Leesfragment: Maar ik hield al wel van je

13 oktober 2020 , door Marjolijn de Cocq

Morgen, woensdag 14 oktober, wordt in de Lutherse Kerk Marjolijn de Cocqs boek Maar ik hield al wel van je gepresenteerd. Dat kun je op afstand live volgen (aanmelden kan bij SPUI25), en hier kun je een voorproefje lezen, het Voorwoord en het eerste hoofdstuk.

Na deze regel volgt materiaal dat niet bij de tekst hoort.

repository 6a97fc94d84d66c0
//! # Callback Dispatch CLI
//!
//! Command-line entry point.
//!
//! Provides:
//! - Topology loading and validation
//! - Building dispatcher trees and driving events through them
//! - Graceful shutdown on Ctrl+C / SIGTERM

mod cli;
mod commands;
mod error;
mod pipeline;

use anyhow::Result;
use clap::Parser;
use observability::ObservabilityConfig;
use tracing::info;

use cli::{Cli, Commands};
use commands::{run_info, run_pipeline, run_validate};

#[tokio::main]
async fn main() -> Result<()> {
    // Load .env file if present
    dotenvy::dotenv().ok();

    let cli = Cli::parse();

    // Metrics are installed by `run` once its port is known
    observability::init_with_config(ObservabilityConfig {
        log_format: cli.log_format.into(),
        metrics_port: None,
        default_log_level: cli.default_log_level().to_string(),
    })?;

    info!(
        version = env!("CARGO_PKG_VERSION"),
        "Callback Dispatch CLI starting"
    );

    let result = match &cli.command {
        Commands::Run(args) => run_pipeline(args).await,
        Commands::Validate(args) => run_validate(args),
        Commands::Info(args) => run_info(args),
    };

    if let Err(ref e) = result {
        tracing::error!(error = %e, "Command failed");
    }

    result
}
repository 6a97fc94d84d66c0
//! Pipeline orchestration module.

mod orchestrator;
mod stats;

pub use orchestrator::{Pipeline, PipelineConfig};
pub use stats::PipelineStats;
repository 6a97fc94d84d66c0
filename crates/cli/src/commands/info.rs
//! `info` command implementation.

use anyhow::{Context, Result};
use serde::Serialize;
use tracing::info;

use contracts::{DispatcherConfig, TopologyConfig};

use crate::cli::InfoArgs;

/// Topology info for JSON output
#[derive(Serialize)]
struct TopologyInfo {
    dispatchers: Vec<DispatcherInfo>,
}

#[derive(Serialize)]
struct DispatcherInfo {
    name: String,
    #[serde(skip_serializing_if = "Option::is_none")]
    parent: Option<String>,
    children: Vec<String>,
    ring_capacity: usize,
    element_size: usize,
    queue_capacity: usize,
    max_handlers: usize,
    #[serde(skip_serializing_if = "Option::is_none")]
    worker: Option<WorkerInfo>,
}

#[derive(Serialize)]
struct WorkerInfo {
    thread_name: String,
    stack_size: usize,
    priority_hint: u8,
}

/// Execute the `info` command
pub fn run_info(args: &InfoArgs) -> Result<()> {
    info!(config = %args.config.display(), "Loading topology info");

    if !args.config.exists() {
        anyhow::bail!("Configuration file not found: {}", args.config.display());
    }

    let topology = config_loader::ConfigLoader::load_from_path(&args.config)
        .with_context(|| format!("Failed to load topology from {}", args.config.display()))?;

    if args.json {
        let info = build_topology_info(&topology, args.workers);
        let json =
            serde_json::to_string_pretty(&info).context("Failed to serialize topology info")?;
        println!("{}", json);
    } else {
        print_topology_info(&topology, args.workers);
    }

    Ok(())
}

fn children_of<'a>(topology: &'a TopologyConfig, name: &str) -> Vec<&'a DispatcherConfig> {
    topology
        .dispatchers
        .iter()
        .filter(|d| d.parent.as_deref() == Some(name))
        .collect()
}

fn build_topology_info(topology: &TopologyConfig, workers: bool) -> TopologyInfo {
    let dispatchers = topology
        .dispatchers
        .iter()
        .map(|d| DispatcherInfo {
            name: d.name.clone(),
            parent: d.parent.clone(),
            children: children_of(topology, &d.name)
                .into_iter()
                .map(|c| c.name.clone())
                .collect(),
            ring_capacity: d.ring_capacity,
            element_size: d.element_size,
            queue_capacity: d.effective_queue_capacity(),
            max_handlers: d.max_handlers,
            worker: workers.then(|| WorkerInfo {
                thread_name: d.worker_name(),
                stack_size: d.worker.stack_size,
                priority_hint: d.worker.priority_hint,
            }),
        })
        .collect();

    TopologyInfo { dispatchers }
}

fn print_topology_info(topology: &TopologyConfig, workers: bool) {
    println!("╔══════════════════════════════════════════════════════════════╗");
    println!("║               Callback Dispatch Topology                     ║");
    println!("╚══════════════════════════════════════════════════════════════╝\n");

    println!("🌳 Dispatchers ({})", topology.dispatchers.len());
    let roots: Vec<&DispatcherConfig> = topology
        .dispatchers
        .iter()
        .filter(|d| d.parent.is_none())
        .collect();
    let last = roots.len().saturating_sub(1);
    for (i, root) in roots.iter().enumerate() {
        print_node(topology, root, "   ", i == last, workers);
    }

    println!();
}

fn print_node(
    topology: &TopologyConfig,
    node: &DispatcherConfig,
    indent: &str,
    is_last: bool,
    workers: bool,
) {
    let prefix = if is_last { "└─" } else { "├─" };
    println!(
        "{}{} {} (ring {} x {} B, queue {}, handlers {})",
        indent,
        prefix,
        node.name,
        node.ring_capacity,
        node.element_size,
        node.effective_queue_capacity(),
        node.max_handlers
    );

    let child_indent = format!("{}{}", indent, if is_last { "   " } else { "│  " });
    if workers {
        println!(
            "{}   ⚙ worker {} (stack {} B, priority hint {})",
            child_indent,
            node.worker_name(),
            node.worker.stack_size,
            node.worker.priority_hint
        );
    }

    let children = children_of(topology, &node.name);
    let last = children.len().saturating_sub(1);
    for (i, child) in children.iter().enumerate() {
        print_node(topology, child, &child_indent, i == last, workers);
    }
}

#[cfg(test)]
mod tests {
    use super::*;

    #[test]
    fn test_build_topology_info() {
        let mut leaf = DispatcherConfig::new("leaf", 4, 2);
        leaf.parent = Some("root".into());
        let topology = TopologyConfig {
            dispatchers: vec![DispatcherConfig::new("root", 8, 2), leaf],
        };

        let info = build_topology_info(&topology, true);
        assert_eq!(info.dispatchers[0].children, vec!["leaf"]);
        assert!(info.dispatchers[1].children.is_empty());
        assert_eq!(
            info.dispatchers[1].worker.as_ref().unwrap().thread_name,
            "leaf-worker"
        );

        let info = build_topology_info(&topology, false);
        assert!(info.dispatchers[0].worker.is_none());
    }
}
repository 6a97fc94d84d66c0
//! Dispatcher metrics collection
//!
//! Two layers: `metrics` handles registered once per dispatcher (exported
//! through whatever recorder is installed), and an in-memory aggregator used
//! to print run summaries.

use std::collections::BTreeMap;

use contracts::MetricsSnapshot;
use metrics::{counter, gauge, histogram, Counter, Gauge, Histogram};

/// Recorder handles for one dispatcher
///
/// Handles are resolved against the recorder installed at registration time,
/// so observability must be initialized before dispatchers are built.
/// Incrementing a handle does not allocate.
#[derive(Clone)]
pub struct DispatchCounters {
    pub accepted: Counter,
    pub dropped: Counter,
    pub records: Counter,
    pub invocations: Counter,
    pub propagated: Counter,
    pub forward_failures: Counter,
    pub queue_depth: Gauge,
    pub dispatch_latency_us: Histogram,
}

impl DispatchCounters {
    /// Register all handles labelled with the dispatcher name
    pub fn register(dispatcher: &str) -> Self {
        let label = dispatcher.to_string();
        Self {
            accepted: counter!("callback_calls_accepted_total", "dispatcher" => label.clone()),
            dropped: counter!("callback_calls_dropped_total", "dispatcher" => label.clone()),
            records: counter!("callback_records_dispatched_total", "dispatcher" => label.clone()),
            invocations: counter!("callback_handler_invocations_total", "dispatcher" => label.clone()),
            propagated: counter!("callback_propagated_total", "dispatcher" => label.clone()),
            forward_failures: counter!("callback_forward_failures_total", "dispatcher" => label.clone()),
            queue_depth: gauge!("callback_queue_depth", "dispatcher" => label.clone()),
            dispatch_latency_us: histogram!("callback_dispatch_latency_us", "dispatcher" => label),
        }
    }
}

impl std::fmt::Debug for DispatchCounters {
    fn fmt(&self, f: &mut std::fmt::Formatter<'_>) -> std::fmt::Result {
        f.debug_struct("DispatchCounters").finish_non_exhaustive()
    }
}

/// Record the number of registered handlers of a dispatcher
pub fn record_registered_handlers(dispatcher: &str, count: usize) {
    gauge!(
        "callback_registered_handlers",
        "dispatcher" => dispatcher.to_string()
    )
    .set(count as f64);
}

/// Aggregates dispatcher snapshots and producer-side call latency
#[derive(Debug, Clone, Default)]
pub struct DispatchMetricsAggregator {
    /// Latest snapshot per dispatcher
    pub dispatchers: BTreeMap<String, MetricsSnapshot>,

    /// Time spent inside `call` (microseconds)
    pub call_latency_us: RunningStats,
}

impl DispatchMetricsAggregator {
    pub fn new() -> Self {
        Self::default()
    }

    /// Replace the stored snapshot of one dispatcher
    pub fn update(&mut self, dispatcher: &str, snapshot: MetricsSnapshot) {
        self.dispatchers.insert(dispatcher.to_string(), snapshot);
    }

    /// Add one call latency sample
    pub fn push_call_latency_us(&mut self, micros: f64) {
        self.call_latency_us.push(micros);
    }

    /// Merge latency samples collected elsewhere (e.g. per producer thread)
    pub fn merge_latency(&mut self, other: &RunningStats) {
        self.call_latency_us.merge(other);
    }

    /// Generate summary report
    pub fn summary(&self) -> MetricsSummary {
        let total = self
            .dispatchers
            .values()
            .fold(MetricsSnapshot::default(), |mut acc, s| {
                acc.accepted += s.accepted;
                acc.dropped += s.dropped;
                acc.records_dispatched += s.records_dispatched;
                acc.handler_invocations += s.handler_invocations;
                acc.propagated += s.propagated;
                acc.forward_failures += s.forward_failures;
                acc
            });

        MetricsSummary {
            total,
            drop_rate: total.drop_rate(),
            call_latency_us: StatsSummary::from(&self.call_latency_us),
            per_dispatcher: self.dispatchers.clone(),
        }
    }
}

/// Summary report
#[derive(Debug, Clone, Default)]
pub struct MetricsSummary {
    pub total: MetricsSnapshot,
    pub drop_rate: f64,
    pub call_latency_us: StatsSummary,
    pub per_dispatcher: BTreeMap<String, MetricsSnapshot>,
}

impl std::fmt::Display for MetricsSummary {
    fn fmt(&self, f: &mut std::fmt::Formatter<'_>) -> std::fmt::Result {
        writeln!(f, "=== Dispatch Metrics Summary ===")?;
        writeln!(f, "Accepted calls: {}", self.total.accepted)?;
        writeln!(
            f,
            "Dropped calls: {} ({:.2}%)",
            self.total.dropped, self.drop_rate
        )?;
        writeln!(f, "Records dispatched: {}", self.total.records_dispatched)?;
        writeln!(f, "Handler invocations: {}", self.total.handler_invocations)?;
        writeln!(f, "Propagated: {}", self.total.propagated)?;
        writeln!(f, "Call latency (us): {}", self.call_latency_us)?;

        if !self.per_dispatcher.is_empty() {
            writeln!(f, "Per dispatcher:")?;
            for (name, s) in &self.per_dispatcher {
                writeln!(
                    f,
                    "  {}: accepted={} dropped={} invocations={} propagated={}",
                    name, s.accepted, s.dropped, s.handler_invocations, s.propagated
                )?;
            }
        }

        Ok(())
    }
}

/// Statistics summary
#[derive(Debug, Clone, Default)]
pub struct StatsSummary {
    pub count: u64,
    pub min: f64,
    pub max: f64,
    pub mean: f64,
    pub std_dev: f64,
}

impl From<&RunningStats> for StatsSummary {
    fn from(stats: &RunningStats) -> Self {
        Self {
            count: stats.count,
            min: stats.min,
            max: stats.max,
            mean: stats.mean(),
            std_dev: stats.std_dev(),
        }
    }
}

impl std::fmt::Display for StatsSummary {
    fn fmt(&self, f: &mut std::fmt::Formatter<'_>) -> std::fmt::Result {
        if self.count == 0 {
            write!(f, "N/A")
        } else {
            write!(
                f,
                "min={:.3}, max={:.3}, mean={:.3}, std={:.3} (n={})",
                self.min, self.max, self.mean, self.std_dev, self.count
            )
        }
    }
}

/// Online statistics (Welford's algorithm)
#[derive(Debug, Clone, Default)]
pub struct RunningStats {
    count: u64,
    mean: f64,
    m2: f64,
    min: f64,
    max: f64,
}

impl RunningStats {
    /// Add a sample
    pub fn push(&mut self, value: f64) {
        self.count += 1;

        if self.count == 1 {
            self.min = value;
            self.max = value;
            self.mean = value;
            self.m2 = 0.0;
        } else {
            self.min = self.min.min(value);
            self.max = self.max.max(value);

            let delta = value - self.mean;
            self.mean += delta / self.count as f64;
            let delta2 = value - self.mean;
            self.m2 += delta * delta2;
        }
    }

    /// Combine with another accumulator (Chan et al. parallel update)
    pub fn merge(&mut self, other: &RunningStats) {
        if other.count == 0 {
            return;
        }
        if self.count == 0 {
            *self = other.clone();
            return;
        }

        let count = self.count + other.count;
        let delta = other.mean - self.mean;
        let mean = self.mean + delta * other.count as f64 / count as f64;
        let m2 = self.m2
            + other.m2
            + delta * delta * (self.count as f64 * other.count as f64) / count as f64;

        self.count = count;
        self.mean = mean;
        self.m2 = m2;
        self.min = self.min.min(other.min);
        self.max = self.max.max(other.max);
    }

    pub fn count(&self) -> u64 {
        self.count
    }

    pub fn mean(&self) -> f64 {
        if self.count == 0 {
            0.0
        } else {
            self.mean
        }
    }

    /// Sample variance
    pub fn variance(&self) -> f64 {
        if self.count < 2 {
            0.0
        } else {
            self.m2 / (self.count - 1) as f64
        }
    }

    pub fn std_dev(&self) -> f64 {
        self.variance().sqrt()
    }

    pub fn min(&self) -> f64 {
        self.min
    }

    pub fn max(&self) -> f64 {
        self.max
    }
}

#[cfg(test)]
mod tests {
    use super::*;

    #[test]
    fn test_running_stats() {
        let mut stats = RunningStats::default();

        stats.push(1.0);
        stats.push(2.0);
        stats.push(3.0);
        stats.push(4.0);
        stats.push(5.0);

        assert_eq!(stats.count(), 5);
        assert!((stats.mean() - 3.0).abs() < 1e-10);
        assert!((stats.min() - 1.0).abs() < 1e-10);
        assert!((stats.max() - 5.0).abs() < 1e-10);
        assert!((stats.variance() - 2.5).abs() < 1e-10);
    }

    #[test]
    fn test_running_stats_merge_matches_sequential() {
        let mut left = RunningStats::default();
        let mut right = RunningStats::default();
        let mut all = RunningStats::default();
        for v in [1.0, 2.0, 3.0] {
            left.push(v);
            all.push(v);
        }
        for v in [4.0, 5.0] {
            right.push(v);
            all.push(v);
        }

        left.merge(&right);
        assert_eq!(left.count(), all.count());
        assert!((left.mean() - all.mean()).abs() < 1e-10);
        assert!((left.variance() - all.variance()).abs() < 1e-10);
        assert!((left.max() - 5.0).abs() < 1e-10);
    }

    #[test]
    fn test_aggregator_update() {
        let mut aggregator = DispatchMetricsAggregator::new();

        aggregator.update(
            "root",
            MetricsSnapshot {
                accepted: 10,
                dropped: 2,
                propagated: 0,
                ..Default::default()
            },
        );
        aggregator.update(
            "child",
            MetricsSnapshot {
                accepted: 6,
                dropped: 2,
                propagated: 4,
                ..Default::default()
            },
        );
        // later snapshots replace earlier ones
        aggregator.update(
            "child",
            MetricsSnapshot {
                accepted: 8,
                dropped: 0,
                propagated: 4,
                ..Default::default()
            },
        );

        let summary = aggregator.summary();
        assert_eq!(summary.total.accepted, 18);
        assert_eq!(summary.total.dropped, 2);
        assert_eq!(summary.total.propagated, 4);
        assert_eq!(summary.per_dispatcher.len(), 2);
    }

    #[test]
    fn test_summary_display() {
        let mut aggregator = DispatchMetricsAggregator::new();
        aggregator.update(
            "bus",
            MetricsSnapshot {
                accepted: 95,
                dropped: 5,
                ..Default::default()
            },
        );
        aggregator.push_call_latency_us(3.0);

        let output = format!("{}", aggregator.summary());
        assert!(output.contains("Accepted calls: 95"));
        assert!(output.contains("5.00%"));
        assert!(output.contains("bus: accepted=95"));
    }

    #[test]
    fn test_counters_register_without_recorder() {
        let counters = DispatchCounters::register("noop");
        counters.accepted.increment(1);
        counters.queue_depth.set(3.0);
        counters.dispatch_latency_us.record(1.5);
    }
}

In september 2005, drie weken na haar bruiloft, krijgt Marjolijn de Cocq haar eerste miskraam. Ze stort van een hoge top in een diep dal – en er zullen nog drie miskramen volgen. In die jaren ondervindt ze hoe moeilijk het is om erover te praten en hoe goedbedoelde reacties vaak verkeerd vallen. Mensen schrikken als ze het vertelt. Ze wil ze hun ongemak besparen. En ze wil zichzelf hun ongemak besparen. Gebaseerd op de dagboeken die ze bijhield, schrijft De Cocq nu een persoonlijk essay over haar verdriet, en over het geluk van de twee kinderen die er wel mochten komen. Over pijn, over onbegrip, over schuldgevoel en eenzaamheid.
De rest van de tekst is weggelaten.